HHS reshapes workforce as VA restarts EHR and CMS ramps up hiring
Three federal health agencies are remaking their workforces this spring, with the Department of Health and Human Services trimming performance bonuses, the Department of Veterans Affairs reviving a long-stalled electronic health record rollout and the Centers for Medicare and Medicaid Services launching a 1,200-person hiring surge focused on fraud detection.
HHS shifts award dollars from performance to "special act" bonuses
HHS is scaling back performance-based cash awards and redirecting most bonus funding to "special act" awards tied to the Trump administration's efficiency and antifraud priorities, Federal News Network reported 21 May 2026. A 12 May internal email at the Centers for Disease Control and Prevention told managers that 2025 performance awards "are undergoing a reduction in dollar amounts." CDC and the Agency for Toxic Substances and Disease Registry historically spent roughly 80 percent of their awards pool on performance bonuses; that share is now capped at 40 percent, with incentive awards making up the other 60 percent.
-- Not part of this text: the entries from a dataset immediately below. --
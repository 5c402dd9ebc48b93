//! Periodic cleanup of abandoned temp blobs.
//! 定期清理被遗弃的临时 blob。

use std::sync::atomic::{AtomicBool, Ordering};
use std::sync::Arc;
use std::time::Duration;

use cs_core::ports::ClockPort;
use cs_core::StoreResult;
use tokio::fs;
use tokio::sync::Mutex;
use tokio::task::JoinHandle;
use tracing::{debug, info, warn};

use super::IncomingArea;

/// Deletes incoming files older than a configured age.
///
/// Files younger than the threshold are never touched, so a blob that is
/// still being written or uploaded survives a sweep.
pub struct IncomingSweeper {
    area: Arc<IncomingArea>,
    clock: Arc<dyn ClockPort>,
    max_age: Duration,
    running: AtomicBool,
    handle: Mutex<Option<JoinHandle<()>>>,
}

impl IncomingSweeper {
    pub fn new(area: Arc<IncomingArea>, clock: Arc<dyn ClockPort>, max_age: Duration) -> Self {
        Self {
            area,
            clock,
            max_age,
            running: AtomicBool::new(false),
            handle: Mutex::new(None),
        }
    }

    /// One sweep pass. Returns the number of files removed.
    pub async fn run_once(&self) -> StoreResult<usize> {
        sweep(&self.area, self.clock.as_ref(), self.max_age).await
    }

    /// Spawn the periodic sweep. A second call while running is a no-op.
    pub async fn start(&self, interval: Duration) {
        if self
            .running
            .compare_exchange(false, true, Ordering::SeqCst, Ordering::SeqCst)
            .is_err()
        {
            debug!("Incoming sweeper already running");
            return;
        }

        let area = self.area.clone();
        let clock = self.clock.clone();
        let max_age = self.max_age;
        let handle = tokio::spawn(async move {
            let mut ticker = tokio::time::interval(interval);
            loop {
                ticker.tick().await;
                match sweep(&area, clock.as_ref(), max_age).await {
                    Ok(0) => {}
                    Ok(removed) => info!(removed, "Swept expired incoming files"),
                    Err(err) => warn!(error = %err, "Incoming sweep failed"),
                }
            }
        });

        *self.handle.lock().await = Some(handle);
        info!(
            interval_secs = interval.as_secs(),
            max_age_secs = self.max_age.as_secs(),
            "Incoming sweeper started"
        );
    }

    pub async fn stop(&self) {
        if !self.running.swap(false, Ordering::SeqCst) {
            return;
        }
        if let Some(handle) = self.handle.lock().await.take() {
            handle.abort();
        }
        info!("Incoming sweeper stopped");
    }

    pub fn is_running(&self) -> bool {
        self.running.load(Ordering::SeqCst)
    }
}

async fn sweep(
    area: &IncomingArea,
    clock: &dyn ClockPort,
    max_age: Duration,
) -> StoreResult<usize> {
    let expired = area.list_expired(clock.now_ms(), max_age).await?;
    let mut removed = 0usize;
    for file in expired {
        match fs::remove_file(&file.path).await {
            Ok(()) => removed += 1,
            Err(err) if err.kind() == std::io::ErrorKind::NotFound => {}
            Err(err) => {
                warn!(
                    path = %file.path.display(),
                    error = %err,
                    "Failed to delete expired incoming file"
                );
            }
        }
    }
    Ok(removed)
}
//! # cs-infra
//!
//! Infrastructure for the content store: blob building, the incoming
//! staging area and its sweeper, the local disk cache, the staged-commit
//! orchestrator and resumable upload sessions.

pub mod blob;
pub mod cache;
pub mod incoming;
pub mod store;
pub mod time;
pub mod upload;

pub use blob::{BlobBuilder, BlobBuilderOptions, DigestingReader};
pub use cache::{CacheHandle, CacheLimits, CacheStats, LocalBlobCache};
pub use incoming::{IncomingArea, IncomingFile, IncomingSweeper};
pub use store::{fetch_validate, restage_copy, ContentStore, DeleteStoreOutcome, StoreOptions};
pub use time::SystemClock;
pub use upload::UploadSession;
//! # Configuration Loader / 配置加载器
//!
//! Reads a TOML file into [`StoreConfig`]. Missing sections and keys take
//! their defaults; values are not validated here. The digest algorithm
//! name is checked when the runtime starts.
//!
//! 仅负责读取 TOML 并映射为 [`StoreConfig`]，不做校验。

use std::path::Path;

use anyhow::Context;
use cs_core::StoreConfig;

/// Load configuration from a TOML file
/// 从 TOML 文件加载配置
///
/// # Errors / 错误
///
/// Returns error if the file cannot be read or is not valid TOML for
/// [`StoreConfig`].
pub fn load_config(config_path: impl AsRef<Path>) -> anyhow::Result<StoreConfig> {
    let config_path = config_path.as_ref();
    let content = std::fs::read_to_string(config_path)
        .with_context(|| format!("Failed to read config file: {}", config_path.display()))?;
    toml::from_str(&content).context("Failed to parse config as TOML")
}
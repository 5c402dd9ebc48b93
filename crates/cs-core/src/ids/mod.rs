//! ID type wrappers for type safety.

mod id_macro;
pub mod locator;
pub mod owner;
pub mod upload_id;

pub use locator::Locator;
pub use owner::{ItemId, ItemRevision, OwnerRef, Revision};
pub use upload_id::UploadId;
mod system_clock;

pub use system_clock::SystemClock;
Top-rated CDC employees, previously promised a 4 percent bonus, will now average 2.58 percent—about a third less. HHS Press Secretary Emily Hilliard said the new framework "standardizes how awards funding is distributed" and rewards "mission-critical contributions throughout the year." One CDC employee called the cut an "attempt to demoralize us further." The change also undercuts an Office of Personnel Management memo urging agencies to reserve at least 60 percent of bonus pools for top performers, though OPM said final discretion rests with agencies.
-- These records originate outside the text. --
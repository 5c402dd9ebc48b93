//! Default behaviours any backend may fall back on.

use cs_core::{ItemRevision, MailboxBlob, RemoteBlobRef, StoreResult};
use tracing::debug;

use super::ContentStore;

/// Copy by reading the full source and staging it as a new remote object.
pub async fn restage_copy(
    store: &ContentStore,
    src: &MailboxBlob,
    dest: ItemRevision,
) -> StoreResult<MailboxBlob> {
    let content = store.get_content(src).await?;
    let staged = store.stage(content, Some(src.size()), dest.owner).await?;
    Ok(store.link(staged, dest))
}

/// Validate by fetching the content and comparing it with the recorded
/// size and digest. Any failure, `NotFound` included, means invalid.
pub async fn fetch_validate<B>(store: &ContentStore, blob: &B) -> bool
where
    B: RemoteBlobRef + Sync,
{
    match store
        .get_local_blob(blob.owner(), blob.locator(), true)
        .await
    {
        Ok(local) => {
            local.raw_size() == blob.size()
                && local.digest().map_or(true, |digest| digest == blob.digest())
        }
        Err(err) => {
            debug!(locator = %blob.locator(), error = %err, "Blob failed validation fetch");
            false
        }
    }
}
VA restarts Oracle-Cerner EHR rollout to bipartisan applause
VA is winning rare bipartisan praise for its resumed Oracle-Cerner EHR deployment, Federal News Network reported 22 May 2026. After a three-year pause, VA went live at four Michigan sites in April and now runs the system at 10 of an eventual 170 locations. Secretary Doug Collins called the Michigan launch "phenomenal" and told the Senate VA Committee that more facilities want to move up in line. Full deployment is projected by 2031, with the fiscal 2027 budget request seeking $4.2 billion — an $800 million increase.
Employee groups remain wary. National Federation of Federal Employees representative Jacob Pannell said clinicians at earlier go-live sites still report "the exact same problems" from 2020 through 2022, including slow workflows and lingering interoperability gaps with the legacy system. VA Press Secretary Quinn Slaven countered that the agency has shipped nearly 1,500 fixes and that the new system has met uptime requirements 96.68 percent of the time over the past 18 months.
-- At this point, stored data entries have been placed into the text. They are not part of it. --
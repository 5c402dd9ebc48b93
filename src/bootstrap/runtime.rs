//! # Content store runtime
//!
//! Builds the content store from configuration and owns the pieces with
//! a lifecycle: the local cache is reloaded from disk on `startup` and the
//! incoming sweeper runs until `shutdown`.
//!
//! ```text
//! StoreConfig ──▶ IncomingArea ──┬──▶ IncomingSweeper (background task)
//!             └─▶ LocalBlobCache ┴──▶ ContentStore ◀── BlobBackendPort
//! ```

use std::sync::Arc;

use anyhow::Context;
use cs_core::ports::{BlobBackendPort, ClockPort, EvictionSafetyPort};
use cs_core::{DigestAlgorithm, StoreConfig};
use cs_infra::{
    CacheLimits, ContentStore, IncomingArea, IncomingSweeper, LocalBlobCache, StoreOptions,
    SystemClock,
};
use tracing::info;

/// Running content store with its background sweeper.
/// 运行中的内容存储及其后台清理任务。
pub struct ContentStoreRuntime {
    store: Arc<ContentStore>,
    sweeper: IncomingSweeper,
    config: StoreConfig,
}

impl ContentStoreRuntime {
    /// Validate configuration, prepare directories, reload the cache and
    /// start the sweeper.
    ///
    /// # Errors / 错误
    ///
    /// Fails fast on an unsupported digest algorithm or when the cache or
    /// incoming directories cannot be prepared.
    pub async fn startup(
        config: StoreConfig,
        backend: Arc<dyn BlobBackendPort>,
        safety: Arc<dyn EvictionSafetyPort>,
    ) -> anyhow::Result<Self> {
        Self::startup_with_clock(config, backend, safety, Arc::new(SystemClock)).await
    }

    pub async fn startup_with_clock(
        config: StoreConfig,
        backend: Arc<dyn BlobBackendPort>,
        safety: Arc<dyn EvictionSafetyPort>,
        clock: Arc<dyn ClockPort>,
    ) -> anyhow::Result<Self> {
        let algorithm = DigestAlgorithm::from_name(&config.store.digest_algorithm)
            .context("Unsupported digest algorithm")?;

        let incoming = Arc::new(
            IncomingArea::new(config.incoming.dir.clone()).with_context(|| {
                format!(
                    "Failed to prepare incoming dir: {}",
                    config.incoming.dir.display()
                )
            })?,
        );
        let cache = Arc::new(
            LocalBlobCache::new(
                config.cache.dir.clone(),
                CacheLimits::from_config(&config.cache),
                safety,
                clock.clone(),
            )
            .with_context(|| {
                format!(
                    "Failed to prepare cache dir: {}",
                    config.cache.dir.display()
                )
            })?,
        );
        let reloaded = cache
            .startup()
            .await
            .context("Failed to reload local cache")?;

        let sweeper = IncomingSweeper::new(incoming.clone(), clock, config.incoming.max_age());
        sweeper.start(config.incoming.sweep_interval()).await;

        let store = Arc::new(ContentStore::new(
            backend,
            cache,
            incoming,
            StoreOptions::from_config(&config),
        ));

        info!(
            digest_algorithm = algorithm.name(),
            cached_entries = reloaded,
            cache_dir = %config.cache.dir.display(),
            incoming_dir = %config.incoming.dir.display(),
            "Content store started"
        );

        Ok(Self {
            store,
            sweeper,
            config,
        })
    }

    pub fn store(&self) -> &Arc<ContentStore> {
        &self.store
    }

    pub fn sweeper(&self) -> &IncomingSweeper {
        &self.sweeper
    }

    pub fn config(&self) -> &StoreConfig {
        &self.config
    }

    /// Stop the sweeper. Safe to call more than once.
    pub async fn shutdown(&self) {
        self.sweeper.stop().await;
        info!("Content store stopped");
    }
}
CMS targets 1,200 hires to chase fraud with AI
CMS is hiring roughly 1,200 employees, Federal News Network reported 26 May 2026, after shedding 15 percent of its workforce in 2024. Acting Office of Information Technology Deputy Director Tiffany Swygert said about 100 hires will join OIT as full-stack engineers, cybersecurity professionals and managers, part of an effort to "reduce our reliance on contractors." Eighty percent of CMS staff already use artificial intelligence tools, saving 11,000 work hours each week.
The Center for Program Integrity is also recruiting data scientists, forensic accountants and software engineers. Acting Deputy Director Bethany Messick said the agency's Fraud Defense Operations Center has assessed 300 Medicare providers and recovered roughly $2 billion, and is now eyeing agentic AI to extend those wins into Medicaid. Administrator Mehmet Oz is crowdsourcing fraud-fighting ideas as part of the Trump administration's governmentwide task force.